> **Exercise prompt**: All that is wanted is a word-for-word copy of the data from its first line to the line containing "use crate::frame::SkipReason;", both included.

> **Data section**:
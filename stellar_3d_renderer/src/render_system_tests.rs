//! Unit tests for render_system.rs
//!
//! End-to-end ticks against the mock device: frame pacing, stale and
//! minimized surfaces, variants and shutdown.

use std::sync::atomic::Ordering;
use std::sync::Arc;

use crate::config::{Config, PipelineVariant};
use crate::device::mock_graphics_device::{MockGraphicsDevice, MockTracker, ScriptedAcquire};
use crate::device::Extent2D;
use crate::error::{Error, Result};
use crate::frame::SkipReason;
use crate::pass::mock_scene::{scene_resources, MockScene, MockShaderLibrary, MockSurface};
use crate::pass::{GeometryPurpose, ShaderProgram};
use crate::render_graph::GraphState;
use crate::stellar3d::{RenderSystem, TickOutcome};

// ============================================================================
// TEST HELPERS
// ============================================================================

fn build(config: Config, device: MockGraphicsDevice, with_tlas: bool) -> (Result<RenderSystem>, MockTracker, MockSurface) {
    let tracker = device.tracker();
    let surface = MockSurface::new(800, 600);
    let resources = scene_resources(&device, with_tlas);
    let system = RenderSystem::new(
        Box::new(device),
        &surface,
        config,
        Arc::new(MockShaderLibrary::new()),
        resources,
        None,
    );
    (system, tracker, surface)
}

fn ready() -> (RenderSystem, MockTracker, MockSurface) {
    let (system, tracker, surface) = build(Config::default(), MockGraphicsDevice::new(), false);
    (system.unwrap(), tracker, surface)
}

fn presented(outcome: TickOutcome) -> (usize, u32) {
    match outcome {
        TickOutcome::Presented { frame_slot, image_index } => (frame_slot, image_index),
        TickOutcome::Skipped(reason) => panic!("tick skipped: {:?}", reason),
    }
}

// ============================================================================
// STEADY STATE TESTS
// ============================================================================

#[test]
fn test_ticks_alternate_frame_slots() {
    let (mut system, tracker, surface) = ready();
    let scene = MockScene::new();

    let frames: Vec<(usize, u32)> = (0..4).map(|_| presented(system.tick(&surface, &scene).unwrap())).collect();

    assert_eq!(frames, [(0, 0), (1, 1), (0, 2), (1, 0)]);
    assert_eq!(system.frame_number(), 4);
    assert_eq!(system.stats().frames_presented, 4);
    for fence in tracker.fence_states() {
        assert!(fence.max_submits_since_wait <= 1, "{:?}", fence);
    }
}

#[test]
fn test_ten_ticks_cycle_slots_without_fence_stall() {
    let (mut system, tracker, surface) = ready();
    let scene = MockScene::new();

    let frames: Vec<(usize, u32)> = (0..10).map(|_| presented(system.tick(&surface, &scene).unwrap())).collect();

    let slots: Vec<usize> = frames.iter().map(|&(slot, _)| slot).collect();
    assert_eq!(slots, [0, 1, 0, 1, 0, 1, 0, 1, 0, 1]);
    assert_eq!(system.frame_number(), 10);
    assert_eq!(tracker.submission_count(), 10);
    for fence in tracker.fence_states() {
        assert!(fence.max_submits_since_wait <= 1, "{:?}", fence);
        assert_eq!(fence.total_submits, 5);
    }
    system.shutdown().unwrap();
}

#[test]
fn test_first_tick_draws_gbuffer_and_every_cascade() {
    let (mut system, _tracker, surface) = ready();
    let scene = MockScene::new();

    system.tick(&surface, &scene).unwrap();

    assert_eq!(
        scene.take_draws(),
        [
            GeometryPurpose::ShadowCascade(0),
            GeometryPurpose::ShadowCascade(1),
            GeometryPurpose::ShadowCascade(2),
            GeometryPurpose::ShadowCascade(3),
            GeometryPurpose::GBuffer,
        ]
    );

    system.tick(&surface, &scene).unwrap();
    assert_eq!(
        scene.take_draws(),
        [GeometryPurpose::ShadowCascade(0), GeometryPurpose::ShadowCascade(1), GeometryPurpose::GBuffer]
    );
}

#[test]
fn test_each_tick_submits_one_recorded_command_list() {
    let (mut system, tracker, surface) = ready();
    let scene = MockScene::new();

    for _ in 0..3 {
        system.tick(&surface, &scene).unwrap();
    }

    let submissions = tracker.submissions.lock().unwrap().clone();
    assert_eq!(submissions.len(), 3);
    for submission in submissions {
        assert_eq!(submission.command_list_count, 1);
        assert_eq!(submission.wait_count, 1);
        assert_eq!(submission.signal_count, 1);
    }
    assert_eq!(tracker.swapchain.lock().unwrap().presented, [0, 1, 2]);
}

// ============================================================================
// SWAPCHAIN RECREATION TESTS
// ============================================================================

#[test]
fn test_out_of_date_acquire_skips_tick_and_rebuilds_graph() {
    let (mut system, tracker, surface) = ready();
    let scene = MockScene::new();
    system.tick(&surface, &scene).unwrap();

    surface.resize(1024, 768);
    tracker.script_acquire(ScriptedAcquire::OutOfDate);
    let outcome = system.tick(&surface, &scene).unwrap();

    assert_eq!(outcome, TickOutcome::Skipped(SkipReason::SwapchainOutOfDate));
    assert_eq!(system.frame_number(), 1);
    assert_eq!(system.extent(), Extent2D::new(1024, 768));
    assert_eq!(system.graph().extent(), Extent2D::new(1024, 768));
    assert_eq!(system.graph().attachments().generation(), 2);

    tracker.take_commands();
    presented(system.tick(&surface, &scene).unwrap());
    assert_eq!(tracker.count_commands("begin_render_pass 1024x768"), 1);
    assert_eq!(system.frame_number(), 2);
}

#[test]
fn test_out_of_date_on_fifth_tick_recreates_then_sixth_renders() {
    let (mut system, tracker, surface) = ready();
    let scene = MockScene::new();
    for _ in 0..4 {
        presented(system.tick(&surface, &scene).unwrap());
    }
    let live_textures = tracker.live_texture_count();

    tracker.script_acquire(ScriptedAcquire::OutOfDate);
    let fifth = system.tick(&surface, &scene).unwrap();

    assert_eq!(fifth, TickOutcome::Skipped(SkipReason::SwapchainOutOfDate));
    assert_eq!(tracker.submission_count(), 4);
    assert_eq!(tracker.recreate_count(), 1);
    assert_eq!(system.stats().swapchain_recreations, 1);
    assert_eq!(system.graph().attachments().generation(), 2);
    assert_eq!(tracker.live_texture_count(), live_textures);

    tracker.take_commands();
    presented(system.tick(&surface, &scene).unwrap());
    assert_eq!(tracker.submission_count(), 5);
    assert_eq!(tracker.count_commands("begin_render_pass 800x600"), 1);
    assert_eq!(system.frame_number(), 5);
    assert_eq!(system.graph_state(), GraphState::Ready);
}

#[test]
fn test_suboptimal_acquire_skips_tick_then_recovers() {
    let (mut system, tracker, surface) = ready();
    let scene = MockScene::new();

    tracker.script_acquire(ScriptedAcquire::Suboptimal);
    let outcome = system.tick(&surface, &scene).unwrap();
    assert_eq!(outcome, TickOutcome::Skipped(SkipReason::SwapchainSuboptimal));
    assert_eq!(system.stats().null_submissions, 1);

    for _ in 0..4 {
        presented(system.tick(&surface, &scene).unwrap());
    }
    assert_eq!(system.frame_number(), 4);
}

#[test]
fn test_minimized_window_pauses_rendering() {
    let (mut system, tracker, surface) = ready();
    let scene = MockScene::new();
    system.tick(&surface, &scene).unwrap();

    surface.resize(0, 0);
    system.notify_resized();
    for _ in 0..3 {
        let outcome = system.tick(&surface, &scene).unwrap();
        assert_eq!(outcome, TickOutcome::Skipped(SkipReason::SurfaceMinimized));
    }
    assert_eq!(tracker.recreate_count(), 0);
    assert_eq!(system.graph().attachments().generation(), 1);
    assert_eq!(system.frame_number(), 1);

    surface.resize(400, 300);
    presented(system.tick(&surface, &scene).unwrap());
    assert_eq!(system.graph().extent(), Extent2D::new(400, 300));
    assert_eq!(system.graph().attachments().generation(), 2);
}

#[test]
fn test_precompute_reruns_after_resize() {
    let (mut system, tracker, surface) = ready();
    let scene = MockScene::new();
    system.tick(&surface, &scene).unwrap();

    surface.resize(1024, 768);
    tracker.script_acquire(ScriptedAcquire::OutOfDate);
    system.tick(&surface, &scene).unwrap();
    system.tick(&surface, &scene).unwrap();
    assert_eq!(system.graph().lighting_precompute_runs(), 2);

    system.tick(&surface, &scene).unwrap();
    assert_eq!(system.graph().lighting_precompute_runs(), 2);

    system.invalidate_environment();
    system.tick(&surface, &scene).unwrap();
    assert_eq!(system.graph().lighting_precompute_runs(), 3);
}

// ============================================================================
// VARIANT TESTS
// ============================================================================

#[test]
fn test_eight_cascades_min_four_over_sixteen_ticks() {
    let mut config = Config::default();
    config.shadow.cascade_count = 8;
    config.shadow.min_cascade = 4;
    let (system, _tracker, surface) = build(config, MockGraphicsDevice::new(), false);
    let mut system = system.unwrap();
    let scene = MockScene::new();

    for _ in 0..16 {
        presented(system.tick(&surface, &scene).unwrap());
    }

    assert_eq!(system.graph().shadow_refresh_count(7), Some(2));
    assert_eq!(system.graph().shadow_refresh_count(4), Some(8));
    assert_eq!(system.graph().shadow_refresh_count(3), Some(16));
    assert_eq!(system.graph().shadow_refresh_count(8), Some(0));
}

#[test]
fn test_ray_traced_variant_traces_every_tick() {
    let config = Config { pipeline_variant: PipelineVariant::RayTraced, ..Config::default() };
    let (system, tracker, surface) = build(config, MockGraphicsDevice::new().with_ray_tracing(), true);
    let mut system = system.unwrap();
    let scene = MockScene::new();

    for _ in 0..3 {
        presented(system.tick(&surface, &scene).unwrap());
    }
    assert_eq!(tracker.count_commands("trace_rays 800x600"), 3);
    assert!(scene.take_draws().iter().all(|p| *p == GeometryPurpose::GBuffer));
}

#[test]
fn test_ray_traced_variant_without_support_fails_to_build() {
    let config = Config { pipeline_variant: PipelineVariant::RayTraced, ..Config::default() };
    let (system, tracker, _surface) = build(config, MockGraphicsDevice::new(), true);

    assert!(matches!(system, Err(Error::Unsupported(_))));
    assert_eq!(tracker.submission_count(), 0);
}

#[test]
fn test_missing_shader_fails_before_any_submission() {
    let device = MockGraphicsDevice::new();
    let tracker = device.tracker();
    let surface = MockSurface::new(800, 600);
    let resources = scene_resources(&device, false);
    let system = RenderSystem::new(
        Box::new(device),
        &surface,
        Config::default(),
        Arc::new(MockShaderLibrary::without(ShaderProgram::Ssao)),
        resources,
        None,
    );

    assert!(matches!(system, Err(Error::InitializationFailed(_))));
    assert_eq!(tracker.submission_count(), 0);
    assert_eq!(tracker.live_texture_count(), 0);
}

// ============================================================================
// SHUTDOWN TESTS
// ============================================================================

#[test]
fn test_shutdown_is_idempotent_and_releases_resources() {
    let (mut system, tracker, surface) = ready();
    let scene = MockScene::new();
    system.tick(&surface, &scene).unwrap();

    system.shutdown().unwrap();
    system.shutdown().unwrap();

    assert_eq!(system.graph_state(), GraphState::Destroyed);
    assert_eq!(tracker.wait_idle_count.load(Ordering::SeqCst), 1);
    assert_eq!(tracker.live_texture_count(), 0);
    assert!(matches!(system.tick(&surface, &scene), Err(Error::InvalidState(_))));
}

#[test]
fn test_shutdown_after_failed_submit_returns() {
    let (mut system, tracker, surface) = ready();
    let scene = MockScene::new();
    system.tick(&surface, &scene).unwrap();

    tracker.fail_submits(1);
    assert!(matches!(system.tick(&surface, &scene), Err(Error::DeviceLost(_))));

    system.shutdown().unwrap();
    assert_eq!(system.graph_state(), GraphState::Destroyed);
    assert_eq!(tracker.live_texture_count(), 0);
    assert_eq!(tracker.live_descriptor_set_count(), 0);
}

#[test]
fn test_drop_after_failed_submit_releases_resources() {
    let (mut system, tracker, surface) = ready();
    let scene = MockScene::new();

    tracker.fail_submits(1);
    assert!(system.tick(&surface, &scene).is_err());
    drop(system);

    assert_eq!(tracker.wait_idle_count.load(Ordering::SeqCst), 1);
    assert_eq!(tracker.live_texture_count(), 0);
}

#[test]
fn test_drop_shuts_down() {
    let (mut system, tracker, surface) = ready();
    let scene = MockScene::new();
    system.tick(&surface, &scene).unwrap();

    drop(system);

    assert_eq!(tracker.wait_idle_count.load(Ordering::SeqCst), 1);
    assert_eq!(tracker.live_texture_count(), 0);
}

> **Task answer**:
filename stellar_3d_renderer/src/render_system_tests.rs
//! Unit tests for render_system.rs
//!
//! End-to-end ticks against the mock device: frame pacing, stale and
//! minimized surfaces, variants and shutdown.

use std::sync::atomic::Ordering;
use std::sync::Arc;

use crate::config::{Config, PipelineVariant};
use crate::device::mock_graphics_device::{MockGraphicsDevice, MockTracker, ScriptedAcquire};
use crate::device::Extent2D;
use crate::error::{Error, Result};
use crate::frame::SkipReason;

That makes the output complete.